【第29回】
17〜25歳はワクチン空白世代
風疹予防接種
風疹(ふうしん)は、発熱や発疹、リンパ節が腫れるなどの症状が特徴のウイルス性の病気で、春から初夏にかけて多く発生する。風疹ウイルスは空気中に出たつばなどにより、人から人に感染する。潜伏期間は2〜3週間。3日程度でおさまることから「3日ばしか」とも呼ばれる。
「風疹は子どもがかかりやすい病気ですが、定点観測によると今年は風疹にかかる人が過去5年で最高を記録しています。特に17〜25歳の男女は接種したかどうかを必ず確認してください」と話すのは、小児科医でもある国立感染症研究所の岡部信彦医師だ。というのも、もし妊娠初期の女性がかかると、母体から胎児に風疹ウイルスが感染し、生まれる子どもに難聴、心臓病、白内障などの症状「先天性風疹症候群」が出る危険性があるためだ。
かつてに比べれば格段に少なくなったものの今回の流行は、大人の患者の占める割合が例年よりも高いという特徴がある。20歳以上の感染者が全体の約2割で、昨年の2倍近くになっている。
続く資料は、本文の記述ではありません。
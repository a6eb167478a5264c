//! Brand repository trait.

use crate::error::MetadataResult;
use crate::models::BrandRow;
use async_trait::async_trait;
use uuid::Uuid;

/// Repository for brand records.
#[async_trait]
pub trait BrandRepo: Send + Sync {
    /// Create a new brand. Fails with `AlreadyExists` on a duplicate name.
    async fn create_brand(&self, brand: &BrandRow) -> MetadataResult<()>;

    /// Get a brand by ID.
    async fn get_brand(&self, brand_id: Uuid) -> MetadataResult<Option<BrandRow>>;

    /// Get a brand by name (case-insensitive).
    async fn get_brand_by_name(&self, name: &str) -> MetadataResult<Option<BrandRow>>;

    /// List all brands ordered by name.
    async fn list_brands(&self) -> MetadataResult<Vec<BrandRow>>;

    /// Update an existing brand.
    async fn update_brand(&self, brand: &BrandRow) -> MetadataResult<()>;

    /// Delete a brand by ID.
    async fn delete_brand(&self, brand_id: Uuid) -> MetadataResult<()>;
}
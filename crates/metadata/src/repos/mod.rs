//! Repository traits composing the metadata store.

pub mod bottles;
pub mod brands;
pub mod distilleries;
pub mod geography;

pub use bottles::BottleRepo;
pub use brands::BrandRepo;
pub use distilleries::DistilleryRepo;
pub use geography::GeographyRepo;
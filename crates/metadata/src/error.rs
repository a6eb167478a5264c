//! Metadata store error types.

use thiserror::Error;

/// Metadata store operation errors.
#[derive(Debug, Error)]
pub enum MetadataError {
    #[error("not found: {0}")]
    NotFound(String),

    #[error("already exists: {0}")]
    AlreadyExists(String),

    #[error("database error: {0}")]
    Database(#[from] sqlx::Error),

    #[error("configuration error: {0}")]
    Config(String),

    #[error("constraint violation: {0}")]
    Constraint(String),

    #[error("internal error: {0}")]
    Internal(String),
}

/// Result type for metadata operations.
pub type MetadataResult<T> = std::result::Result<T, MetadataError>;
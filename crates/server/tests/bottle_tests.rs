//! Integration tests for bottle CRUD operations.

mod common;

use axum::http::StatusCode;
use common::{TestServer, create_brand, create_country, create_distillery, ikey, json_request};
use serde_json::json;
use uuid::Uuid;

async fn server_with_distillery() -> (TestServer, String) {
    let server = TestServer::new().await;
    let country_id = create_country(&server.router, "Scotland").await;
    let distillery_id = create_distillery(&server.router, "Lagavulin", &country_id).await;
    (server, distillery_id)
}

#[tokio::test]
async fn test_create_bottle_with_valid_data() {
    let (server, distillery_id) = server_with_distillery().await;
    let brand_id = create_brand(&server.router, "Gordon & MacPhail").await;

    let (status, body) = json_request(
        &server.router,
        "POST",
        "/v1/bottles",
        Some(json!({
            "bottle_name": "Lagavulin 16",
            "distillery_id": distillery_id,
            "brand_id": brand_id,
            "age_years": 16,
            "abv": 43.0,
            "volume_cl": 70,
            "bottled_year": 2021,
            "rating": 92,
        })),
        Some(&ikey()),
    )
    .await;

    assert_eq!(status, StatusCode::CREATED);
    assert!(body["bottle_id"].is_string());
    assert_eq!(body["bottle_name"], "Lagavulin 16");
    assert_eq!(body["distillery_id"], distillery_id);
    assert_eq!(body["brand_id"], brand_id);
    assert_eq!(body["age_years"], 16);
    assert_eq!(body["rating"], 92);
}

#[tokio::test]
async fn test_create_bottle_requires_existing_distillery() {
    let server = TestServer::new().await;

    let (status, _) = json_request(
        &server.router,
        "POST",
        "/v1/bottles",
        Some(json!({
            "bottle_name": "Mystery Dram",
            "distillery_id": Uuid::new_v4().to_string(),
        })),
        Some(&ikey()),
    )
    .await;

    assert_eq!(status, StatusCode::BAD_REQUEST);
}

#[tokio::test]
async fn test_create_bottle_requires_existing_brand() {
    let (server, distillery_id) = server_with_distillery().await;

    let (status, _) = json_request(
        &server.router,
        "POST",
        "/v1/bottles",
        Some(json!({
            "bottle_name": "Lagavulin 16",
            "distillery_id": distillery_id,
            "brand_id": Uuid::new_v4().to_string(),
        })),
        Some(&ikey()),
    )
    .await;

    assert_eq!(status, StatusCode::BAD_REQUEST);
}

#[tokio::test]
async fn test_create_bottle_validates_measurements() {
    let (server, distillery_id) = server_with_distillery().await;

    let cases = [
        json!({ "abv": 101.5 }),
        json!({ "abv": -1.0 }),
        json!({ "rating": 101 }),
        json!({ "age_years": -3 }),
    ];
    for extra in cases {
        let mut body = json!({
            "bottle_name": "Bad Bottle",
            "distillery_id": distillery_id,
        });
        body.as_object_mut()
            .unwrap()
            .extend(extra.as_object().unwrap().clone());

        let (status, _) = json_request(
            &server.router,
            "POST",
            "/v1/bottles",
            Some(body),
            Some(&ikey()),
        )
        .await;
        assert_eq!(status, StatusCode::BAD_REQUEST, "payload {extra} accepted");
    }
}

#[tokio::test]
async fn test_update_bottle_fields() {
    let (server, distillery_id) = server_with_distillery().await;

    let (_, created) = json_request(
        &server.router,
        "POST",
        "/v1/bottles",
        Some(json!({
            "bottle_name": "Lagavulin 16",
            "distillery_id": distillery_id,
            "rating": 85,
        })),
        Some(&ikey()),
    )
    .await;
    let bottle_id = created["bottle_id"].as_str().unwrap();

    let (status, body) = json_request(
        &server.router,
        "PUT",
        &format!("/v1/bottles/{bottle_id}"),
        Some(json!({
            "rating": 92,
            "notes": "Peat, iodine, long finish",
        })),
        Some(&ikey()),
    )
    .await;

    assert_eq!(status, StatusCode::OK);
    assert_eq!(body["bottle_name"], "Lagavulin 16");
    assert_eq!(body["rating"], 92);
    assert_eq!(body["notes"], "Peat, iodine, long finish");
}

#[tokio::test]
async fn test_list_bottles_for_distillery() {
    let (server, distillery_id) = server_with_distillery().await;

    for name in ["Lagavulin 16", "Lagavulin 8"] {
        json_request(
            &server.router,
            "POST",
            "/v1/bottles",
            Some(json!({
                "bottle_name": name,
                "distillery_id": distillery_id,
            })),
            Some(&ikey()),
        )
        .await;
    }

    let (status, body) = json_request(
        &server.router,
        "GET",
        &format!("/v1/distilleries/{distillery_id}/bottles"),
        None,
        None,
    )
    .await;

    assert_eq!(status, StatusCode::OK);
    let names: Vec<&str> = body
        .as_array()
        .unwrap()
        .iter()
        .map(|b| b["bottle_name"].as_str().unwrap())
        .collect();
    assert_eq!(names, vec!["Lagavulin 16", "Lagavulin 8"]);

    let (status, _) = json_request(
        &server.router,
        "GET",
        &format!("/v1/distilleries/{}/bottles", Uuid::new_v4()),
        None,
        None,
    )
    .await;
    assert_eq!(status, StatusCode::NOT_FOUND);
}

#[tokio::test]
async fn test_deleting_distillery_cascades_to_bottles() {
    let (server, distillery_id) = server_with_distillery().await;

    let (_, created) = json_request(
        &server.router,
        "POST",
        "/v1/bottles",
        Some(json!({
            "bottle_name": "Lagavulin 16",
            "distillery_id": distillery_id,
        })),
        Some(&ikey()),
    )
    .await;
    let bottle_id = created["bottle_id"].as_str().unwrap();

    let (status, _) = json_request(
        &server.router,
        "DELETE",
        &format!("/v1/distilleries/{distillery_id}"),
        None,
        Some(&ikey()),
    )
    .await;
    assert_eq!(status, StatusCode::NO_CONTENT);

    let (status, _) = json_request(
        &server.router,
        "GET",
        &format!("/v1/bottles/{bottle_id}"),
        None,
        None,
    )
    .await;
    assert_eq!(status, StatusCode::NOT_FOUND);
}

#[tokio::test]
async fn test_delete_bottle() {
    let (server, distillery_id) = server_with_distillery().await;

    let (_, created) = json_request(
        &server.router,
        "POST",
        "/v1/bottles",
        Some(json!({
            "bottle_name": "Lagavulin 16",
            "distillery_id": distillery_id,
        })),
        Some(&ikey()),
    )
    .await;
    let bottle_id = created["bottle_id"].as_str().unwrap();

    let (status, _) = json_request(
        &server.router,
        "DELETE",
        &format!("/v1/bottles/{bottle_id}"),
        None,
        Some(&ikey()),
    )
    .await;
    assert_eq!(status, StatusCode::NO_CONTENT);

    let (status, _) = json_request(
        &server.router,
        "GET",
        &format!("/v1/bottles/{bottle_id}"),
        None,
        None,
    )
    .await;
    assert_eq!(status, StatusCode::NOT_FOUND);
}
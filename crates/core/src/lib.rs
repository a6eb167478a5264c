//! Core domain types and shared logic for the Dramshelf collection server.
//!
//! This crate defines the pieces consumed across the other crates:
//! - Idempotency key validation and the cached-response record
//! - The in-memory fuzzy name-search index
//! - Configuration types

pub mod config;
pub mod error;
pub mod idempotency;
pub mod name_index;

pub use error::{Error, Result};
pub use idempotency::{CachedResponse, IdempotencyKey};
pub use name_index::{
    DEFAULT_SCORE_CUTOFF, MIN_QUERY_LEN, NameEntry, NameScorer, NameSearchIndex, NameSource,
    NormalizedLevenshtein,
};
風疹の予防接種は77年に始まったが、当時は、法律に基づく定期接種の対象が女子中学生に限られていた。その後、95年4月からは対象が1〜7歳半の男女に変更されている。この制度変更のはざまで、79年4月2日から87年10月1日の間に生まれた人(現在17〜25歳)は、幼児期に接種を受けないまま、学校での集団接種の機会もなかったことになる。
このため、政府はこの年齢層の人が原則として無料で予防接種を受けられる定期接種としての経過措置をとったが、これは03年9月末で終了してしまった。今から接種を受けるには自費で、小児科か、内科などに行かなくてはいけないので負担は大きい。だが、岡部医師は「これから妊娠の可能性のある女性、そして妊婦の近くにいるであろう男性にも接種を強く勧めます。予防接種の負担は一時期のものですが、もし妊娠中に風疹にかかれば、その被害は生まれてくる赤ちゃんの一生に及ぶからです。風疹の予防は、私たち自身はもちろんですが、産まれてくる私たちの次の世代の子どもたちの健康を願って行うものです」と強く接種を勧めている。